Khirbet ad-Deir, part of Teqoa, should not be confused with Khirbet ad-Deir in Hebron Governorate.

Teqoa (, also spelled Tuquʿ) is a Palestinian town in the Bethlehem Governorate, located  southeast of Bethlehem in the West Bank. The town is built adjacent to the biblical site of Tekoa (Thecoe), now Khirbet Tuqu’, from which it takes its name. Today's town includes three other localities: Khirbet Ad Deir, Al Halkoom, and Khirbet Teqoa. According to the Palestinian Central Bureau of Statistics (PCBS), Teqoa had a population of 8,881 in 2007.
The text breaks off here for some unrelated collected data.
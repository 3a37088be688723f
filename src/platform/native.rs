// src/platform/native.rs - Desktop provider implementations

//! On desktop the webview owns clipboard, fullscreen, scrolling, and media
//! playback, so most providers here only log the command they would have
//! issued. That keeps the call sites identical across platforms.

use std::sync::Arc;

use crate::config::StorefrontConfig;
use crate::platform::{
    ClipboardProvider, DownloadProvider, FullscreenProvider, ImagePreloader, MediaDriver,
    PageServices, ScrollLock, SimplePriceFormatter, ToastSink,
};

pub fn services(config: &StorefrontConfig) -> PageServices {
    PageServices {
        clipboard: Arc::new(NativeClipboard),
        download: Arc::new(NativeDownload),
        fullscreen: Arc::new(NativeFullscreen),
        scroll_lock: Arc::new(NativeScrollLock),
        media: Arc::new(NativeMediaDriver),
        preloader: Arc::new(NativePreloader),
        toast: Arc::new(LogToastSink),
        price: Arc::new(SimplePriceFormatter {
            symbol: config.currency.symbol.clone(),
        }),
    }
}

struct NativeClipboard;

impl ClipboardProvider for NativeClipboard {
    fn copy_text(&self, text: &str) {
        tracing::debug!(len = text.len(), "clipboard copy");
    }
}

struct NativeDownload;

impl DownloadProvider for NativeDownload {
    fn download(&self, url: &str, file_name: &str) {
        tracing::debug!(url, file_name, "download requested");
    }
}

struct NativeFullscreen;

impl FullscreenProvider for NativeFullscreen {
    fn enter(&self) {
        tracing::debug!("fullscreen enter");
    }

    fn exit(&self) {
        tracing::debug!("fullscreen exit");
    }
}

struct NativeScrollLock;

impl ScrollLock for NativeScrollLock {
    fn lock(&self) {
        tracing::debug!("scroll lock");
    }

    fn unlock(&self) {
        tracing::debug!("scroll unlock");
    }
}

struct NativeMediaDriver;

impl MediaDriver for NativeMediaDriver {
    fn play(&self, element_id: &str) {
        tracing::debug!(element_id, "media play");
    }

    fn pause(&self, element_id: &str) {
        tracing::debug!(element_id, "media pause");
    }

    fn set_current_time(&self, element_id: &str, seconds: f64) {
        tracing::debug!(element_id, seconds, "media seek");
    }

    fn set_volume(&self, element_id: &str, volume: f64) {
        tracing::debug!(element_id, volume, "media volume");
    }

    fn set_muted(&self, element_id: &str, muted: bool) {
        tracing::debug!(element_id, muted, "media mute");
    }
}

struct NativePreloader;

impl ImagePreloader for NativePreloader {
    fn preload(&self, urls: &[String]) {
        tracing::debug!(count = urls.len(), "preload probes");
    }
}

struct LogToastSink;

impl ToastSink for LogToastSink {
    fn toast(&self, message: &str) {
        tracing::info!(message, "toast");
    }
}
// src/storefront/gallery.rs - Unified media sequence

//! Merges product images, videos, and an optional 3D model into one ordered
//! gallery sequence. The placement rule is fixed: first image leads, the 3D
//! model (when present) comes immediately after, remaining images follow in
//! original order, and all videos trail in original order. The sequence is
//! rebuilt whole on every input change; items are never mutated in place.

use serde::{Deserialize, Serialize};

use crate::catalog::product::{Model3dRef, ProductVideo};

#[derive(Debug, Clone, Copy, PartialEq, Eq, Serialize, Deserialize)]
#[serde(rename_all = "lowercase")]
pub enum MediaKind {
    Image,
    Video,
    Model3d,
}

impl MediaKind {
    pub fn as_str(&self) -> &'static str {
        match self {
            Self::Image => "image",
            Self::Video => "video",
            Self::Model3d => "model3d",
        }
    }

    /// Download extension for this media kind
    pub fn extension(&self) -> &'static str {
        match self {
            Self::Video => "mp4",
            Self::Image | Self::Model3d => "jpg",
        }
    }
}

/// Video metadata carried alongside a video gallery item
#[derive(Debug, Clone, PartialEq, Eq, Serialize, Deserialize, Default)]
pub struct VideoInfo {
    pub title: Option<String>,
    pub description: Option<String>,
    pub thumbnail: Option<String>,
}

impl From<&ProductVideo> for VideoInfo {
    fn from(video: &ProductVideo) -> Self {
        Self {
            title: video.title.clone(),
            description: video.description.clone(),
            thumbnail: video.thumbnail.clone(),
        }
    }
}

/// One unit in the unified media sequence
#[derive(Debug, Clone, PartialEq, Serialize, Deserialize)]
pub struct GalleryItem {
    pub kind: MediaKind,
    pub src: String,
    pub video: Option<VideoInfo>,
    /// Position in the final sequence
    pub index: usize,
}

/// Builds the display sequence from raw catalog media.
///
/// Deterministic: identical inputs always yield an identical sequence.
pub fn build_gallery(
    images: &[String],
    videos: &[ProductVideo],
    model_3d: &Model3dRef,
) -> Vec<GalleryItem> {
    let mut items = Vec::with_capacity(images.len() + videos.len() + 1);

    let mut remaining = images.iter();
    if let Some(first) = remaining.next() {
        items.push((MediaKind::Image, first.clone(), None));
    }
    if let Some(url) = model_3d.normalized() {
        items.push((MediaKind::Model3d, url.to_string(), None));
    }
    for image in remaining {
        items.push((MediaKind::Image, image.clone(), None));
    }
    for video in videos {
        items.push((
            MediaKind::Video,
            video.video_url.clone(),
            Some(VideoInfo::from(video)),
        ));
    }

    items
        .into_iter()
        .enumerate()
        .map(|(index, (kind, src, video))| GalleryItem {
            kind,
            src,
            video,
            index,
        })
        .collect()
}

/// Rewrites the image list so a variant's image leads the gallery.
///
/// The promoted image moves to the front and any existing occurrence is
/// dropped, so the list never holds a duplicate.
pub fn promote_variant_image(images: &[String], promoted: &str) -> Vec<String> {
    let mut rewritten = Vec::with_capacity(images.len() + 1);
    rewritten.push(promoted.to_string());
    rewritten.extend(images.iter().filter(|img| *img != promoted).cloned());
    rewritten
}

/// Download file name for a gallery item
pub fn download_file_name(item: &GalleryItem) -> String {
    format!(
        "product-{}-{}.{}",
        item.kind.as_str(),
        item.index + 1,
        item.kind.extension()
    )
}

#[cfg(test)]
mod tests {
    use super::*;

    fn video(url: &str) -> ProductVideo {
        ProductVideo {
            video_url: url.to_string(),
            ..Default::default()
        }
    }

    fn images(names: &[&str]) -> Vec<String> {
        names.iter().map(|s| s.to_string()).collect()
    }

    #[test]
    fn test_ordering_law() {
        let items = build_gallery(
            &images(&["a.jpg", "b.jpg"]),
            &[video("v.mp4")],
            &Model3dRef::Direct("https://m.glb".to_string()),
        );

        let kinds: Vec<_> = items.iter().map(|i| (i.kind, i.src.as_str())).collect();
        assert_eq!(
            kinds,
            vec![
                (MediaKind::Image, "a.jpg"),
                (MediaKind::Model3d, "https://m.glb"),
                (MediaKind::Image, "b.jpg"),
                (MediaKind::Video, "v.mp4"),
            ]
        );
        for (pos, item) in items.iter().enumerate() {
            assert_eq!(item.index, pos);
        }
    }

    #[test]
    fn test_build_is_deterministic() {
        let imgs = images(&["a.jpg", "b.jpg", "c.jpg"]);
        let vids = vec![video("v1.mp4"), video("v2.mp4")];
        let model = Model3dRef::Wrapped("https://m.glb".to_string());

        assert_eq!(
            build_gallery(&imgs, &vids, &model),
            build_gallery(&imgs, &vids, &model)
        );
    }

    #[test]
    fn test_model_leads_when_no_images() {
        let items = build_gallery(&[], &[video("v.mp4")], &Model3dRef::Direct("m.glb".into()));
        assert_eq!(items[0].kind, MediaKind::Model3d);
        assert_eq!(items[0].index, 0);
        assert_eq!(items[1].kind, MediaKind::Video);
    }

    #[test]
    fn test_wrapped_model_behaves_like_direct() {
        let imgs = images(&["a.jpg"]);
        let direct = build_gallery(&imgs, &[], &Model3dRef::Direct("x".into()));
        let wrapped = build_gallery(&imgs, &[], &Model3dRef::Wrapped("x".into()));
        assert_eq!(direct, wrapped);
    }

    #[test]
    fn test_blank_model_emits_no_item() {
        for model in [Model3dRef::None, Model3dRef::Direct("   ".into())] {
            let items = build_gallery(&images(&["a.jpg"]), &[], &model);
            assert!(items.iter().all(|i| i.kind != MediaKind::Model3d));
        }
    }

    #[test]
    fn test_empty_inputs_build_empty_sequence() {
        assert!(build_gallery(&[], &[], &Model3dRef::None).is_empty());
    }

    #[test]
    fn test_promotion_moves_image_to_front_without_duplicate() {
        let promoted = promote_variant_image(&images(&["a.jpg", "b.jpg", "c.jpg"]), "b.jpg");
        assert_eq!(promoted, images(&["b.jpg", "a.jpg", "c.jpg"]));

        // promoting an image not already present just prepends it
        let fresh = promote_variant_image(&images(&["a.jpg"]), "new.jpg");
        assert_eq!(fresh, images(&["new.jpg", "a.jpg"]));
    }

    #[test]
    fn test_download_file_name() {
        let items = build_gallery(&images(&["a.jpg"]), &[video("v.mp4")], &Model3dRef::None);
        assert_eq!(download_file_name(&items[0]), "product-image-1.jpg");
        assert_eq!(download_file_name(&items[1]), "product-video-2.mp4");
    }
}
The town is a part of the 'Arab al-Ta'amira village cluster, along with Za'atara, Beit Ta'mir, Hindaza, Khirbet al-Deir and al-Asakra. Tuqu has a municipal jurisdiction of over 191,262 dunams, but its built-up area consists of 590 dunams, as 98.5% of the village's land was classified as Area C, and 1.5% as Area B in the 1995 accords. Situated in the immediate vicinity is the modern Israeli settlement of Tekoa, established in 1975 as a military outpost. Israeli settlements in the occupied West Bank, including East Jerusalem, are illegal under international law.

Etymology
Strong's Concordance states that Tekoa means in Hebrew "a stockade". Gesenius' lexicon uses "the pitching" in reference to tents.

Location
Teqoa is located 12 km (horizontal distance) south-east of Bethlehem. It is bordered by Teqoa wilds to the east, Jannatah town to the north, Al Manshiya and Marah Rabah to the west, and Al Maniya and Kisan villages to the south.

In the Hebrew Bible
According to biblical sources, Ephrathites from Bethlehem and the Calebites from Hebron founded Teqoa. Samuel talks of a "wise woman" of Tekoa in the time of David (). King Rehoboam fortified the city and made it strategically important ().
The people of Teqoa who returned from Babylon were Calebites (), and they participated in rebuilding the walls of Jerusalem ().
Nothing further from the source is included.